Jayson Stark has a really good article at ESPN about the visceral response America has collectively had to the baseball steroid scandal and why it’s bizarre.

He touches on stuff I’ve talked about here before about why everyone is reacting in such an over the top fashion about hitters taking steroids when other kinds of cheating (such as the occassional spitball or emeryball thrown by a pitcher) are not only accepted but admired.

I have to tell you, I’m sick of home runs. I really am. I think this whole steroid rigarmarole is a product of home run fever. Baseball fans fell in love with the long ball at the expense of every other aspect of the game.

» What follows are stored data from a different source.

//! Small shared helpers.

pub mod time;
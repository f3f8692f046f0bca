//! Per-process client identity.
//!
//! Each running client needs a stable holder id for the lease protocol and a
//! human-readable name for display and audit records. The id is sampled once
//! at construction and lives for the process lifetime.

use serde::{Deserialize, Serialize};
use uuid::Uuid;

/// Identity of this client within a team.
#[derive(Debug, Clone, PartialEq, Eq, Serialize, Deserialize)]
#[serde(rename_all = "camelCase")]
pub struct ClientIdentity {
    /// Stable per-process holder id used in lock entries.
    pub holder_id: String,
    /// Human-readable name shown in audit records and state displays.
    pub display_name: String,
}

impl ClientIdentity {
    /// Create a fresh identity with a random holder id.
    ///
    /// The display name defaults to `user@host` from the environment, falling
    /// back to the bare username or a generic label when unavailable.
    #[must_use]
    pub fn generate() -> Self {
        Self::with_display_name(default_display_name())
    }

    /// Create a fresh identity with an explicit display name.
    #[must_use]
    pub fn with_display_name(display_name: impl Into<String>) -> Self {
        Self {
            holder_id: Uuid::new_v4().to_string(),
            display_name: display_name.into(),
        }
    }

    /// Rebuild an identity from persisted parts (useful for tests).
    #[must_use]
    pub fn from_parts(holder_id: impl Into<String>, display_name: impl Into<String>) -> Self {
        Self {
            holder_id: holder_id.into(),
            display_name: display_name.into(),
        }
    }
}

fn default_display_name() -> String {
    let user = std::env::var("USER")
        .or_else(|_| std::env::var("USERNAME"))
        .unwrap_or_else(|_| "unknown".to_string());
    std::env::var("HOSTNAME").map_or_else(|_| user.clone(), |host| format!("{user}@{host}"))
}

#[cfg(test)]
mod tests {
    use super::*;

    #[test]
    fn generated_identities_are_unique() {
        let a = ClientIdentity::generate();
        let b = ClientIdentity::generate();
        assert_ne!(a.holder_id, b.holder_id);
    }

    #[test]
    fn holder_id_is_uuid() {
        let id = ClientIdentity::generate();
        assert!(Uuid::parse_str(&id.holder_id).is_ok());
    }

    #[test]
    fn from_parts_roundtrip() {
        let id = ClientIdentity::from_parts("abc-123", "alice");
        assert_eq!(id.holder_id, "abc-123");
        assert_eq!(id.display_name, "alice");
    }
}
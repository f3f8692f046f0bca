//! teamcost - Shared team cost-cache coordinator
//!
//! CLI entry point.

#![forbid(unsafe_code)]
#![warn(clippy::pedantic, clippy::nursery)]
#![allow(clippy::module_name_repetitions)]

use std::process::ExitCode;

use clap::Parser;

use teamcost::cli::{self, AppContext, Cli, Commands};
use teamcost::core::logging;

#[tokio::main]
async fn main() -> ExitCode {
    let cli = Cli::parse();

    let log_level = cli
        .log_level
        .as_deref()
        .and_then(logging::LogLevel::from_arg)
        .or_else(logging::level_from_env)
        .unwrap_or_default();
    let log_format = logging::format_from_env().unwrap_or_default();
    let log_file = logging::log_file_from_env();
    logging::init(log_level, log_format, log_file, cli.verbose);

    match run(cli).await {
        Ok(()) => ExitCode::SUCCESS,
        Err(e) => {
            tracing::error!("{e}");
            eprintln!("error: {e}");
            ExitCode::FAILURE
        }
    }
}

async fn run(cli: Cli) -> teamcost::Result<()> {
    let ctx = AppContext::build(&cli)?;
    match &cli.command {
        Commands::Status(args) => cli::status::execute(&ctx, args).await,
        Commands::Refresh(args) => cli::refresh::execute(&ctx, args).await,
        Commands::Run => cli::run::execute(&ctx).await,
        Commands::Audit(args) => cli::audit::execute(&ctx, args).await,
    }
}
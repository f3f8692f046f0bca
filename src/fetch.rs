//! The upstream billing fetch seam.
//!
//! The billing-API client itself is out of scope: the coordinator only sees
//! an opaque async [`CostFetcher`]. A file-backed adapter is provided so the
//! CLI has something concrete to run against.

use std::path::PathBuf;

use async_trait::async_trait;

use crate::core::models::CostReport;
use crate::error::{Result, TeamCostError};

/// Opaque async fetch of current month-to-date costs for one account.
///
/// Invoked at most once per successful lock acquisition. Any error is caught
/// by the scheduler, recorded per-team, and does not advance the
/// next-eligible timestamps.
#[async_trait]
pub trait CostFetcher: Send + Sync {
    async fn fetch_costs(&self, account_id: &str) -> Result<CostReport>;
}

/// Reads a [`CostReport`] from a JSON file on each fetch.
///
/// Stands in for the real billing client in the CLI and demos; the file is
/// re-read every time, so an external process can keep it current.
#[derive(Debug, Clone)]
pub struct JsonFileFetcher {
    path: PathBuf,
}

impl JsonFileFetcher {
    #[must_use]
    pub fn new(path: impl Into<PathBuf>) -> Self {
        Self { path: path.into() }
    }
}

#[async_trait]
impl CostFetcher for JsonFileFetcher {
    async fn fetch_costs(&self, account_id: &str) -> Result<CostReport> {
        let bytes =
            tokio::fs::read(&self.path)
                .await
                .map_err(|e| TeamCostError::FetchFailed {
                    account_id: account_id.to_string(),
                    message: format!("reading {}: {e}", self.path.display()),
                })?;
        serde_json::from_slice(&bytes).map_err(|e| TeamCostError::FetchFailed {
            account_id: account_id.to_string(),
            message: format!("parsing {}: {e}", self.path.display()),
        })
    }
}

#[cfg(test)]
mod tests {
    use super::*;
    use crate::test_utils::make_test_report;

    #[tokio::test]
    async fn file_fetcher_reads_report() {
        let tmp = tempfile::TempDir::new().unwrap();
        let path = tmp.path().join("report.json");
        let report = make_test_report(123.45);
        std::fs::write(&path, serde_json::to_vec(&report).unwrap()).unwrap();

        let fetcher = JsonFileFetcher::new(&path);
        let fetched = fetcher.fetch_costs("acct").await.unwrap();
        assert_eq!(fetched, report);
    }

    #[tokio::test]
    async fn missing_file_is_fetch_failed() {
        let fetcher = JsonFileFetcher::new("/nonexistent/report.json");
        let err = fetcher.fetch_costs("acct").await.unwrap_err();
        assert!(matches!(err, TeamCostError::FetchFailed { .. }));
        assert!(err.is_retryable());
    }
}
//! `teamcost audit` - list manual-refresh audit records.

use crate::audit::{AuditEntry, AuditWriter};
use crate::cli::args::AuditArgs;
use crate::error::Result;
use crate::util::time::format_relative_time;

use super::AppContext;

pub async fn execute(ctx: &AppContext, args: &AuditArgs) -> Result<()> {
    let writer = AuditWriter::new(ctx.client.clone());
    let keys = writer.list_keys(&args.team).await?;
    if keys.is_empty() {
        println!("No manual refreshes recorded for {}.", args.team);
        return Ok(());
    }

    let now = ctx.client.clock().now();
    for key in keys {
        // Skip records that fail to decode; the trail is best-effort.
        let Some(entry) = ctx.client.get_json::<AuditEntry>(&key).await.ok().flatten() else {
            continue;
        };
        println!(
            "{}  {:<20} {}",
            entry.timestamp.format("%Y-%m-%d %H:%M:%S"),
            entry.actor,
            format_relative_time(entry.timestamp, now)
        );
    }
    Ok(())
}
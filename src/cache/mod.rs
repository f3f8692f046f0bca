//! Cache addressing.

pub mod key;

pub use key::{CacheKey, CostDataType, KEY_VERSION};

Is it really surprising that hitters would then orient their entire being around the ability to knock ’em out of the park? And is it then at all surprising that hitters’ obsession with home runs would lead them to do things that are otherwise detrimental to the game?

I like pitching and I like defense and small ball. Sure, the Angels have Vlad Guerrero and he hits the ball a ton, but frankly he isn’t why they’re such a tough team to beat. Guerrero ‘s occassional home run is special on the Angels because everyone hitting in front of him in the order is a pesky slap hitter who gets on base at all costs. When Vlad jacks one there’s a good chance there’ll be one, two or even three guys on base ahead of him to make that bomb really hurt the other team (like they did on Tuesday night against Oakland). Besides, a skillful pitcher can make Vlad look pathetic. Barry Zito had him spinning in the batters box, flailing at high inside pitches he had no prayer of hitting last night. Zito’s real battles were against guys like Chone Figgens, Daren Erstad (the odious troll) and Orlando Cabrera – all pesky hitters who are hard to strike out.

And just look at the Chicago White Sox this year. They’re all about pesky hitters who get on base and run like the wind making pitchers and catchers lose sleep and grow prematurely gray. Where are the White Sox this year? So far out in front in their division that the rest of the AL Central can’t even see their tail-lights.

If MLB is going to recover from this steroid nonsense they not only need to get the use of these substances under control and recover some credibility they’re going to have to put some serious money into marketing the game that’s going to result from an effective steroid ban – a game where home run hitters are back to being rare. MLB is going to have to show people why a game with no home runs in it is worth watching, because right now the majority of fans don’t see it that way.